As a graduate student, I also felt a strange disconnect between what I knew as a fan{AU: Please clarify: media fan? Or a fan of specific types of media?} about the ways that everyday people might critically and creatively engage with media texts and what I was being taught by my own professors at a time when prevailing forms of media theory stressed the power of media texts to suture their readers into a powerful ideological system that always worked against their own interests. And this is the moment when Fiske entered my life. The first time I saw him, I was struck by his broad, toothy grin, the crinkle of his leathery skin, the wicked sparkle in his squinting eyes, and the Akubra hat he was wearing in the frozen wastelands of Iowa City. He entered our lives as “the Man from Down Under”—someone exotic, wild, and untamed, yet it did not take long to discover his gentleness, his modesty, and, above all, his care for his students. When Fiske came to the University of Iowa, he sparked a degree of intellectual excitement I have not experienced since. Every week, more students were showing up at his seminar, eager to learn what for us was a new conceptual framework, drawn from cultural studies that informed his work. Like Williams, Fiske offered us a way to see the world that was critical of inequalities of opportunity and the imposition of cultural hierarchies and yet was hopeful about the prospects for meaningful change and respectful of diverse forms of cultural experience.

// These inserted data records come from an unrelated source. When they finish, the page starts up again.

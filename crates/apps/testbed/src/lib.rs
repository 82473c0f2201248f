//! Headless dynamic terrain testbed
//!
//! A procedural voxel world (rolling hills, a water line and scattered slabs)
//! with bodies raining down on it. Terrain collision only exists where the
//! bodies are.

use glam::{IVec2, IVec3, Vec3};
use std::collections::HashMap;
use std::sync::{Arc, PoisonError, RwLock};
use terrain_physics::rapier3d::prelude::*;
use terrain_physics::terrain::{
    DynamicTerrain, Matter, SectionCoord, SnapshotScheduler, TerrainStats, Voxel, VoxelBox,
    VoxelShape, VoxelWorld,
};
use terrain_physics::{PhysicsWorld, TerrainSettings};

/// Water surface height in voxels
pub const WATER_LEVEL: i32 = 3;

/// Block kind of the half-height slabs on the hills, routable through `layers.by_block`
pub const SLAB_BLOCK: &str = "slab";

/// Vertical section range of the world
const MIN_SECTION_Y: i32 = -4;
const MAX_SECTION_Y: i32 = 4;

/// Procedural hills with editable voxels
pub struct HillsWorld {
    /// Half width of the loaded square, in regions
    loaded_radius: i32,
    edits: RwLock<HashMap<IVec3, Voxel>>,
    slab: VoxelShape,
}

impl HillsWorld {
    pub fn new(loaded_radius: i32) -> Self {
        Self {
            loaded_radius,
            edits: RwLock::new(HashMap::new()),
            slab: VoxelShape::boxes(vec![VoxelBox::new(Vec3::ZERO, Vec3::new(1.0, 0.5, 1.0))]),
        }
    }

    /// Terrain surface height of a column
    pub fn height(&self, x: i32, z: i32) -> i32 {
        let (fx, fz) = (x as f32, z as f32);
        let hills = (fx * 0.11).sin() * 4.0 + (fz * 0.07).cos() * 5.0 + (fx * 0.03 + fz * 0.05).sin() * 3.0;
        hills.round() as i32
    }

    /// Overwrite a voxel, returning the section that changed
    ///
    /// Edits survive a poisoned lock: the map only ever holds whole entries.
    pub fn set_voxel(&self, pos: IVec3, voxel: Voxel) -> SectionCoord {
        let mut edits = self.edits.write().unwrap_or_else(|poisoned| {
            tracing::warn!(voxel = %pos, "voxel edit lock poisoned, recovering");
            PoisonError::into_inner(poisoned)
        });
        edits.insert(pos, voxel);
        SectionCoord::containing(pos.as_vec3())
    }

    fn is_slab(x: i32, z: i32) -> bool {
        (x.wrapping_mul(73_856_093) ^ z.wrapping_mul(19_349_663)).rem_euclid(11) == 0
    }
}

impl VoxelWorld for HillsWorld {
    fn contains_section(&self, coord: SectionCoord) -> bool {
        (MIN_SECTION_Y..=MAX_SECTION_Y).contains(&coord.0.y)
    }

    fn is_region_loaded(&self, region: IVec2) -> bool {
        region.x.abs() <= self.loaded_radius && region.y.abs() <= self.loaded_radius
    }

    fn classify_voxel(&self, pos: IVec3) -> Voxel {
        let edit = self
            .edits
            .read()
            .unwrap_or_else(PoisonError::into_inner)
            .get(&pos)
            .cloned();
        if let Some(edit) = edit {
            return edit;
        }

        let height = self.height(pos.x, pos.z);
        if pos.y < height {
            Voxel::Solid(VoxelShape::Full)
        } else if pos.y == height && Self::is_slab(pos.x, pos.z) {
            Voxel::block(SLAB_BLOCK, Matter::Solid, self.slab.clone())
        } else if pos.y < WATER_LEVEL {
            Voxel::Fluid(VoxelShape::Full)
        } else {
            Voxel::Passable
        }
    }

    fn is_section_empty(&self, coord: SectionCoord) -> bool {
        // Hills stay below the second section layer
        coord.0.y >= 1
    }
}

/// Testbed run parameters
#[derive(Debug, Clone)]
pub struct TestbedConfig {
    pub steps: usize,
    pub bodies: usize,
    pub spawn_height: f32,
    pub spawn_radius: f32,
    /// Dig a hole under a body every this many steps (0 disables digging)
    pub dig_every: usize,
    /// Log stats every this many steps
    pub report_every: usize,
}

impl Default for TestbedConfig {
    fn default() -> Self {
        Self {
            steps: 600,
            bodies: 32,
            spawn_height: 30.0,
            spawn_radius: 40.0,
            dig_every: 120,
            report_every: 60,
        }
    }
}

/// Physics world, terrain engine and the bodies moving through them
pub struct Testbed<S> {
    physics: PhysicsWorld,
    terrain: DynamicTerrain<HillsWorld, S>,
    world: Arc<HillsWorld>,
    bodies: Vec<RigidBodyHandle>,
    config: TestbedConfig,
}

impl<S: SnapshotScheduler> Testbed<S> {
    pub fn new(
        world: Arc<HillsWorld>,
        scheduler: S,
        settings: TerrainSettings,
        config: TestbedConfig,
    ) -> terrain_physics::Result<Self> {
        let terrain = DynamicTerrain::new(Arc::clone(&world), scheduler, settings)?;
        tracing::info!(
            remove_in = terrain.settings().remove_in,
            layers = terrain.layers().len(),
            "terrain ready"
        );
        let mut testbed = Self {
            physics: PhysicsWorld::new(Vec3::new(0.0, -9.81, 0.0)),
            terrain,
            world,
            bodies: Vec::new(),
            config,
        };
        testbed.spawn_bodies();
        Ok(testbed)
    }

    /// Spawn bodies in a grid pattern, each with some sideways drift
    fn spawn_bodies(&mut self) {
        let count = self.config.bodies;
        let cols = (count as f32).sqrt().ceil().max(1.0) as usize;
        let radius = self.config.spawn_radius;

        for i in 0..count {
            let (row, col) = (i / cols, i % cols);
            let x = (col as f32 - cols as f32 / 2.0) * (radius * 2.0 / cols as f32);
            let z = (row as f32 - cols as f32 / 2.0) * (radius * 2.0 / cols as f32);
            let drift = vector![(i % 5) as f32 - 2.0, 0.0, (i % 3) as f32 - 1.0];

            let body = RigidBodyBuilder::dynamic()
                .translation(vector![x, self.config.spawn_height, z])
                .linvel(drift)
                .ccd_enabled(true)
                .build();
            let handle = self.physics.add_rigid_body(body);

            let collider = if i % 2 == 0 {
                ColliderBuilder::ball(0.5)
            } else {
                ColliderBuilder::cuboid(0.5, 0.5, 0.5)
            };
            self.physics.add_collider(collider.density(1.0).build(), handle);
            self.bodies.push(handle);
        }
        tracing::info!(bodies = count, "spawned bodies");
    }

    /// Advance one tick: terrain maintenance first, then the solve
    pub fn step(&mut self, step: usize, dt: f32) {
        self.terrain.on_physics_step(&mut self.physics);
        self.physics.step(dt);

        if self.config.dig_every > 0 && step > 0 && step % self.config.dig_every == 0 {
            self.dig_under(step / self.config.dig_every);
        }
        if self.config.report_every > 0 && step % self.config.report_every == 0 {
            self.report(step);
        }
    }

    /// Remove the voxel under one of the bodies
    fn dig_under(&mut self, nth: usize) {
        let Some(&handle) = self.bodies.get(nth % self.bodies.len().max(1)) else {
            return;
        };
        let Some(body) = self.physics.get_rigid_body(handle) else {
            return;
        };
        let at = body.translation();
        let below = Vec3::new(at.x, at.y - 1.0, at.z).floor().as_ivec3();

        let section = self.world.set_voxel(below, Voxel::Passable);
        tracing::debug!(voxel = %below, %section, "dug voxel");
        self.terrain.on_section_changed(&mut self.physics, section);
    }

    fn report(&self, step: usize) {
        let stats = self.terrain.stats();
        let lowest = self
            .bodies
            .iter()
            .filter_map(|&handle| self.physics.get_rigid_body(handle))
            .map(|body| body.translation().y)
            .fold(f32::INFINITY, f32::min);

        tracing::info!(
            step,
            built = stats.built,
            in_flight = stats.in_flight,
            retiring = stats.retiring,
            colliders = stats.colliders,
            shapes = stats.cached_shapes,
            step_us = stats.step_time_us,
            lowest_body = lowest,
            "terrain"
        );
    }

    pub fn run(&mut self, dt: f32) {
        for step in 0..self.config.steps {
            self.step(step, dt);
        }
    }

    pub fn stats(&self) -> TerrainStats {
        self.terrain.stats()
    }

    /// Tear down terrain collision, returning the final stats
    pub fn finish(mut self) -> TerrainStats {
        self.terrain.destroy(&mut self.physics);
        let stats = self.terrain.stats();
        tracing::info!(
            colliders = self.physics.collider_count(),
            shapes = stats.cached_shapes,
            "terrain destroyed"
        );
        stats
    }
}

Williams had been Fiske’s personal tutor when he was pursuing his B.A. and M.A. in English literature at Cambridge, so it would be hard to imagine a better guide to the British cultural-studies tradition. I was lucky to have studied under Fiske twice—first when he was a visiting scholar at the University of Iowa and second when he was a faculty member at the University of Wisconsin at Madison. Like any great mentor, he empowered me to find my own voice, to draw on my own knowledge and experience, and to make my own original contribution to the field. I soaked up everything I could learn from this man and, in the process, absorbed vocabulary, concepts, philosophies, and ideological commitments that have become so deeply enmeshed in my own world view that I am still surprised to come across phrases in his writing that I had thought entirely my own. And my own commitment to media literacy is deeply bound up with the things I learned from him and, through him, from Williams.
When I wrote to Fiske, now long retired, and asked him about his relationship to the concept of media literacy, he stressed that the term was one that he never used directly, but that in retrospect, he now realized that he had been working through ideas about media literacy across his entire career:
I learnt the close reading skills of New Criticism while studying English literature at Cambridge, and soon realized that I wanted to apply them to popular media, television in particular, rather than literature. I had two interlinked aims. One was to show that TV was as multi-layered as poetry and thus worthy of equally serious attention, and the other was to equip “literate” TV readers with the analytic skills to protect themselves against the hegemonic thrust of mass TV. My later work on the active audience grew from evidence that teaching this defensive literacy was less necessary than I had believed. Audiences were already literate in their viewing and had little need of academics like me. They were using their literacy not just defensively but actively in a way that turned a hegemonic text into a subordinate pleasure. They taught me what actual media literacy was all about. (Fiske, personal communication, 2013)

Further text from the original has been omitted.